O Sr. Miranda: — Quando a Commissão de Administração Publica, discutiu este Projecto na presença de S. Ex.ª o Sr. Ministro dos Negocios do Reino, aonde elle deu todas as informações de que a Commissão carecia, manifestei a minha opinião ácerca delle. Declarei então, como agora declaro: que este Projecto não dá ao Poder Executivo poder algum mais do que aquelle que tem, dentro da esfera das suas attribuições; e que approvando-se, não ficava o Governo com mais amplos poderes do que tem; assim como rejeitando-se, não ficava com poderes mais restrictos. Por outros termos: que o Governo Executivo ficava precisamente, nem mais, nem menos, com os poderes que pela Carta lhe competem, dentro da esfera das suas attribuições; quer este Projecto fosse approvado, quer fosse rejeitado; e daqui conclui que esta medida era desnecessaria, e como tal inutil e ociosa. Por esta razão, no estado de indifferentismo do meu voto, estaria inclinado a rejeita-la; senão attendesse á persuasão em que estava, como parece estar ainda, o Sr. Ministro, de que esta medida lhe dava uma certa authoridade, ou antes um certo poder moral de que elle crê ficar investido para provação e sancção desta Lei, e por este motivo, e não por outro, approvei, e nesta conformidade, assignei o Parecer da Commissão. Eis aqui o meu voto; e para justifica-lo basta, um simples e resumido exame do contexto do Projecto.
No 1.º artigo declara-se que — fica authorisado o Governo para contractar com quaesquer individuos, ou Companhias, a abertura de Estradas, a construcção de Pontes, e o estabelecimento de Diligencias. — Declarou-se no 2.º artigo que — o Governo fica igualmente authorisado para estipular direitos de Barreira, e outros impostos, privilegios e isenções que forem indispensaveis para levar a effeito estas emprezas — E no 3.º artigo — que o Governo apresentará ás Côrtes, para obter a sua approvação, todos os contractos em que houver estipulações dependentes de medidas legislativas. — Este é o proprio texto do Projecto: e agora fica evidente que os Emprezarios, quaesquer que sejam, que se apresentem ao Governo, ou para adiantar-lhe capitaes, ou para fazerem, por sua conta, as Obras da abertura das Estradas, e construcção de Pontes, hão de exigir, ou seja como prestamitas, ou como Emprezarios, uma annuidade hypothecaria, ou o direito de cobrar certos impostos, ou isenção de outros, ou outros quaesquer privilegios.
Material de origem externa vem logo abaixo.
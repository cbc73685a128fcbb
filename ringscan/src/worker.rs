use tracing::{debug, error, trace, warn};

use crate::config::{ScanConfig, Verbosity};
use crate::errors::{ScanError, ScanResult};
use crate::events::{CancelReason, MatchReport, ScanEvent, WorkerRole};
use crate::monitor::Monitor;
use crate::predicate::LengthPredicate;
use crate::results::WorkerReport;
use crate::source::truncate_line;

/// Read-only settings every worker needs
#[derive(Debug, Clone, Copy, PartialEq, Eq)]
pub struct WorkerSettings {
    pub predicate: LengthPredicate,
    pub verbosity: Verbosity,
    pub max_line_length: usize,
}

impl WorkerSettings {
    pub fn from_config(config: &ScanConfig) -> Self {
        Self {
            predicate: config.predicate(),
            verbosity: config.verbosity,
            max_line_length: config.max_line_length,
        }
    }

    /// Emits an event that only full verbosity reports
    fn trace_event(&self, monitor: &Monitor, event: ScanEvent) {
        if self.verbosity.is_full() {
            monitor.emit(event);
        }
    }
}

/// Moves lines from the source into the buffer until the source runs dry
/// or the run is cancelled.
///
/// The source is read while the buffer lock is held, so reads from all
/// producers are serialized and each line is inserted by the producer that
/// read it.
pub fn run_producer(monitor: &Monitor, settings: &WorkerSettings, id: usize) -> ScanResult<WorkerReport> {
    let role = WorkerRole::Producer;
    let mut report = WorkerReport::new(role, id);
    settings.trace_event(monitor, ScanEvent::WorkerStarted { role, id });
    debug!("Producer {} started", id);

    let outcome = loop {
        let Some(mut shared) = monitor.acquire_space() else {
            break Ok(());
        };

        let mut line = match shared.source.next_line() {
            Ok(Some(line)) => line,
            Ok(None) => {
                debug!("Producer {} reached the end of the source", id);
                shared.ring.mark_exhausted();
                drop(shared);
                monitor.notify_exhausted();
                break Ok(());
            }
            Err(e) => {
                error!("Producer {} failed to read the source: {}", id, e);
                // Stop the other producers and let consumers drain what is buffered
                shared.ring.mark_exhausted();
                drop(shared);
                monitor.notify_exhausted();
                break Err(e);
            }
        };
        monitor.metrics().record_line_read();

        let cut_by_source = shared.source.last_line_cut();
        if truncate_line(&mut line, settings.max_line_length) || cut_by_source {
            let total = monitor.metrics().record_truncation();
            if total == 1 {
                warn!(
                    "Lines longer than {} bytes are being truncated",
                    settings.max_line_length
                );
            }
        }

        settings.trace_event(
            monitor,
            ScanEvent::Produced {
                producer: id,
                slot: shared.ring.insert_cursor(),
            },
        );
        match shared.ring.try_insert(line) {
            Ok(slot) => trace!("Producer {} filled slot {}", id, slot),
            Err(_) => {
                drop(shared);
                error!("Producer {} was handed a full buffer, stopping the run", id);
                monitor.cancel(CancelReason::Requested);
                break Err(ScanError::invariant("producer acquired a full buffer"));
            }
        }
        report.items += 1;

        drop(shared);
        monitor.notify_item_available();
    };

    settings.trace_event(monitor, ScanEvent::WorkerFinished { role, id });
    debug!("Producer {} finished after {} lines", id, report.items);
    outcome.map(|()| report)
}

/// Removes lines from the buffer and reports the ones matching the predicate,
/// until the buffer is drained after exhaustion or the run is cancelled.
pub fn run_consumer(monitor: &Monitor, settings: &WorkerSettings, id: usize) -> ScanResult<WorkerReport> {
    let role = WorkerRole::Consumer;
    let mut report = WorkerReport::new(role, id);
    settings.trace_event(monitor, ScanEvent::WorkerStarted { role, id });
    debug!("Consumer {} started", id);

    let outcome = loop {
        let Some(mut shared) = monitor.acquire_item() else {
            break Ok(());
        };
        settings.trace_event(
            monitor,
            ScanEvent::Consuming {
                consumer: id,
                slot: shared.ring.remove_cursor(),
            },
        );
        let Ok((slot, line)) = shared.ring.try_remove() else {
            drop(shared);
            error!("Consumer {} was handed an empty buffer, stopping the run", id);
            monitor.cancel(CancelReason::Requested);
            break Err(ScanError::invariant("consumer acquired an empty buffer"));
        };

        let matched = settings.predicate.matches(&line);
        monitor.metrics().record_consumed(matched);
        report.items += 1;
        if matched {
            report.matches += 1;
            // Emitted under the lock so match output never interleaves
            monitor.emit(ScanEvent::Matched(MatchReport {
                slot,
                consumer: id,
                line,
            }));
        }

        drop(shared);
        monitor.notify_space_available();
    };

    settings.trace_event(monitor, ScanEvent::WorkerFinished { role, id });
    debug!(
        "Consumer {} finished after {} lines, {} matched",
        id, report.items, report.matches
    );
    outcome.map(|()| report)
}

#[cfg(test)]
mod tests {
    use super::*;
    use crate::events::{EventSink, NullSink, RecordingSink};
    use crate::predicate::ComparisonMode;
    use crate::ringbuf::RingBuffer;
    use crate::source::{IterSource, LineReader, LineSource};
    use std::sync::Arc;

    fn settings(threshold: usize, mode: ComparisonMode, verbosity: Verbosity) -> WorkerSettings {
        WorkerSettings {
            predicate: LengthPredicate::new(threshold, mode),
            verbosity,
            max_line_length: 512,
        }
    }

    fn monitor(capacity: usize, source: impl LineSource + 'static, sink: Arc<dyn EventSink>) -> Monitor {
        Monitor::new(RingBuffer::new(capacity).unwrap(), Box::new(source), sink)
    }

    fn lines(items: &[&str]) -> IterSource<std::vec::IntoIter<String>> {
        IterSource::new(items.iter().map(|s| s.to_string()).collect::<Vec<_>>())
    }

    #[test]
    fn test_producer_fills_until_full_then_consumer_drains() {
        // A lone producer blocks once the buffer is full, so leave room for
        // every line plus the read that finds the end of the source
        let sink = Arc::new(RecordingSink::new());
        let monitor = monitor(5, lines(&["ab", "abcdef", "abc"]), sink.clone());
        let settings = settings(3, ComparisonMode::GreaterThan, Verbosity::Simplified);

        let produced = run_producer(&monitor, &settings, 0).unwrap();
        assert_eq!(produced.items, 3);
        assert!(monitor.lock().ring.is_exhausted());

        let consumed = run_consumer(&monitor, &settings, 0).unwrap();
        assert_eq!(consumed.items, 3);
        assert_eq!(consumed.matches, 1);

        let matches = sink.matches();
        assert_eq!(matches.len(), 1);
        assert_eq!(matches[0].line, "abcdef");
        assert_eq!(matches[0].slot, 1);
    }

    #[test]
    fn test_full_verbosity_traces_slots() {
        let sink = Arc::new(RecordingSink::new());
        let monitor = monitor(3, lines(&["abc"]), sink.clone());
        let settings = settings(3, ComparisonMode::Equal, Verbosity::Full);

        run_producer(&monitor, &settings, 7).unwrap();
        run_consumer(&monitor, &settings, 2).unwrap();

        let events = sink.events();
        assert_eq!(
            events,
            vec![
                ScanEvent::WorkerStarted {
                    role: WorkerRole::Producer,
                    id: 7
                },
                ScanEvent::Produced { producer: 7, slot: 0 },
                ScanEvent::WorkerFinished {
                    role: WorkerRole::Producer,
                    id: 7
                },
                ScanEvent::WorkerStarted {
                    role: WorkerRole::Consumer,
                    id: 2
                },
                ScanEvent::Consuming { consumer: 2, slot: 0 },
                ScanEvent::Matched(MatchReport {
                    slot: 0,
                    consumer: 2,
                    line: "abc".to_string()
                }),
                ScanEvent::WorkerFinished {
                    role: WorkerRole::Consumer,
                    id: 2
                },
            ]
        );
    }

    #[test]
    fn test_simplified_verbosity_reports_only_matches() {
        let sink = Arc::new(RecordingSink::new());
        let monitor = monitor(4, lines(&["a", "abcd"]), sink.clone());
        let settings = settings(2, ComparisonMode::LessThan, Verbosity::Simplified);

        run_producer(&monitor, &settings, 0).unwrap();
        run_consumer(&monitor, &settings, 0).unwrap();

        let events = sink.events();
        assert_eq!(events.len(), 1);
        assert!(matches!(&events[0], ScanEvent::Matched(m) if m.line == "a"));
    }

    #[test]
    fn test_producer_truncates_long_lines() {
        let sink = Arc::new(RecordingSink::new());
        let monitor = monitor(3, lines(&["abcdefgh"]), sink.clone());
        let mut settings = settings(4, ComparisonMode::Equal, Verbosity::Simplified);
        settings.max_line_length = 4;

        run_producer(&monitor, &settings, 0).unwrap();
        run_consumer(&monitor, &settings, 0).unwrap();

        assert_eq!(sink.matches()[0].line, "abcd");
        assert_eq!(monitor.metrics().get_stats().lines_truncated, 1);
    }

    #[test]
    fn test_producer_counts_lines_cut_by_source() {
        let sink = Arc::new(RecordingSink::new());
        let reader = LineReader::new(
            std::io::Cursor::new(b"abcdefgh\n".to_vec()),
            crate::config::EncodingMode::FailFast,
        )
        .with_max_line_length(3);
        let monitor = monitor(5, reader, sink.clone());
        let settings = settings(0, ComparisonMode::GreaterThan, Verbosity::Simplified);

        assert_eq!(run_producer(&monitor, &settings, 0).unwrap().items, 3);
        run_consumer(&monitor, &settings, 0).unwrap();

        let seen: Vec<String> = sink.matches().into_iter().map(|m| m.line).collect();
        assert_eq!(seen, vec!["abc", "def", "gh"]);
        assert_eq!(monitor.metrics().get_stats().lines_truncated, 2);
    }

    #[test]
    fn test_producer_read_error_exhausts_buffer() {
        struct Failing {
            served: bool,
        }
        impl LineSource for Failing {
            fn next_line(&mut self) -> ScanResult<Option<String>> {
                if self.served {
                    Err(ScanError::config_error("disk went away"))
                } else {
                    self.served = true;
                    Ok(Some("first".to_string()))
                }
            }
        }

        let monitor = monitor(4, Failing { served: false }, Arc::new(NullSink));
        let settings = settings(5, ComparisonMode::Equal, Verbosity::Simplified);

        let err = run_producer(&monitor, &settings, 0).unwrap_err();
        assert!(matches!(err, ScanError::ConfigError(_)));
        assert!(monitor.lock().ring.is_exhausted());

        // The line read before the failure is still delivered
        let consumed = run_consumer(&monitor, &settings, 0).unwrap();
        assert_eq!(consumed.matches, 1);
    }

    #[test]
    fn test_cancelled_workers_exit_immediately() {
        let monitor = monitor(3, lines(&["abc", "abc"]), Arc::new(NullSink));
        let settings = settings(3, ComparisonMode::Equal, Verbosity::Simplified);
        monitor.cancel(crate::events::CancelReason::Requested);

        assert_eq!(run_producer(&monitor, &settings, 0).unwrap().items, 0);
        assert_eq!(run_consumer(&monitor, &settings, 0).unwrap().items, 0);
        assert_eq!(monitor.metrics().get_stats().lines_read, 0);
    }
}
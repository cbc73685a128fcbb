//! Blocking protocol around the shared ring buffer.
//!
//! One mutex guards the ring buffer and the line source. Two condition
//! variables carry the wakeups:
//!
//! - `space_available`: producers park here while every usable slot is taken
//! - `item_available`: consumers park here while the buffer is empty and the
//!   source is not yet exhausted
//!
//! Every wait re-checks its predicate in a loop, so spurious wakeups are
//! harmless. Cancellation is stored before the lock is taken to notify, so a
//! worker that checked the flag just before parking is still woken.

use once_cell::sync::OnceCell;
use std::sync::atomic::{AtomicBool, Ordering};
use std::sync::{Arc, Condvar, Mutex, MutexGuard, PoisonError};
use tracing::{debug, info, trace};

use crate::events::{CancelReason, EventSink, ScanEvent};
use crate::metrics::PipelineMetrics;
use crate::ringbuf::RingBuffer;
use crate::source::LineSource;

/// State only touched while holding the monitor lock
pub struct Shared {
    pub ring: RingBuffer<String>,
    pub source: Box<dyn LineSource>,
}

pub struct Monitor {
    state: Mutex<Shared>,
    space_available: Condvar,
    item_available: Condvar,
    cancelled: Arc<AtomicBool>,
    cancel_reason: OnceCell<CancelReason>,
    sink: Arc<dyn EventSink>,
    metrics: PipelineMetrics,
}

impl Monitor {
    pub fn new(ring: RingBuffer<String>, source: Box<dyn LineSource>, sink: Arc<dyn EventSink>) -> Self {
        Self {
            state: Mutex::new(Shared { ring, source }),
            space_available: Condvar::new(),
            item_available: Condvar::new(),
            cancelled: Arc::new(AtomicBool::new(false)),
            cancel_reason: OnceCell::new(),
            sink,
            metrics: PipelineMetrics::new(),
        }
    }

    /// Locks the shared state.
    ///
    /// A poisoned lock is recovered: the ring buffer's invariants hold between
    /// primitive calls, and the panicking worker is reported through its join.
    pub fn lock(&self) -> MutexGuard<'_, Shared> {
        self.state.lock().unwrap_or_else(PoisonError::into_inner)
    }

    /// Blocks until a slot is free.
    ///
    /// Returns `None` when the producer should stop instead: the run was
    /// cancelled or some producer already reached the end of the source.
    pub fn acquire_space(&self) -> Option<MutexGuard<'_, Shared>> {
        let mut shared = self.lock();
        while shared.ring.is_full() && !shared.ring.is_exhausted() && !self.is_cancelled() {
            self.metrics.record_producer_wait();
            trace!("buffer full, producer waiting");
            shared = self
                .space_available
                .wait(shared)
                .unwrap_or_else(PoisonError::into_inner);
        }

        if self.is_cancelled() || shared.ring.is_exhausted() {
            return None;
        }
        Some(shared)
    }

    /// Blocks until an item is buffered.
    ///
    /// Returns `None` when the consumer should stop: the run was cancelled,
    /// or the source is exhausted and the buffer drained.
    pub fn acquire_item(&self) -> Option<MutexGuard<'_, Shared>> {
        let mut shared = self.lock();
        while shared.ring.is_empty() && !shared.ring.is_exhausted() && !self.is_cancelled() {
            self.metrics.record_consumer_wait();
            trace!("buffer empty, consumer waiting");
            shared = self
                .item_available
                .wait(shared)
                .unwrap_or_else(PoisonError::into_inner);
        }

        if self.is_cancelled() || shared.ring.is_drained_and_exhausted() {
            return None;
        }
        Some(shared)
    }

    /// Wakes one consumer after an insert
    pub fn notify_item_available(&self) {
        self.item_available.notify_one();
    }

    /// Wakes one producer after a removal
    pub fn notify_space_available(&self) {
        self.space_available.notify_one();
    }

    /// Wakes every waiter so they can observe exhaustion
    pub fn notify_exhausted(&self) {
        self.space_available.notify_all();
        self.item_available.notify_all();
    }

    /// Requests that every worker stop at its next check point.
    ///
    /// Only the first call has an effect; it returns true.
    pub fn cancel(&self, reason: CancelReason) -> bool {
        if self.cancelled.swap(true, Ordering::SeqCst) {
            return false;
        }
        let _ = self.cancel_reason.set(reason);
        info!("Cancelling all workers ({})", reason);
        self.sink.emit(ScanEvent::Cancelled(reason));

        // Taking the lock orders this notify after any waiter's flag check
        let _shared = self.lock();
        self.space_available.notify_all();
        self.item_available.notify_all();
        debug!("Woke all waiters for cancellation");
        true
    }

    pub fn is_cancelled(&self) -> bool {
        self.cancelled.load(Ordering::SeqCst)
    }

    pub fn cancel_reason(&self) -> Option<CancelReason> {
        self.cancel_reason.get().copied()
    }

    /// The raw flag, for signal handlers that must not take locks
    pub(crate) fn cancel_flag(&self) -> Arc<AtomicBool> {
        Arc::clone(&self.cancelled)
    }

    pub fn emit(&self, event: ScanEvent) {
        self.sink.emit(event);
    }

    pub fn metrics(&self) -> &PipelineMetrics {
        &self.metrics
    }

    /// Items currently sitting in the buffer
    pub fn buffered(&self) -> usize {
        self.lock().ring.len()
    }
}

impl std::fmt::Debug for Monitor {
    fn fmt(&self, f: &mut std::fmt::Formatter<'_>) -> std::fmt::Result {
        f.debug_struct("Monitor")
            .field("cancelled", &self.is_cancelled())
            .field("cancel_reason", &self.cancel_reason())
            .field("metrics", &self.metrics)
            .finish_non_exhaustive()
    }
}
Sem estes impostos e privilegios não póde haver Emprezarios, e ninguem póde duvidar que estes impostos, ou privilegios são estipulações dependentes da approvação das Côrtes. Por consequencia a faculdade que o Sr. Ministro pede, para contractar, ou estipular, nos termos do, artigos 1.º e 2.º, reduzida a seus proprios e verdadeiros termos, vem a ser a faculdade de admittir as propostas dos Emprezarios e Companhias que se offerecerem, e de fazer ajustes condicionaes e dependentes da approvação das Côrtes, ás quaes serão apresentados antes de serem levados a effeito. Mas esta faculdade está nas attribuições do Poder Executivo, e não carece para este effeito de Lei especial, como é a presente; e por esta razão, como já disse, e torno a repetir, o Governo fica com os mesmos poderes, seja approvado, quer seja rejeitado.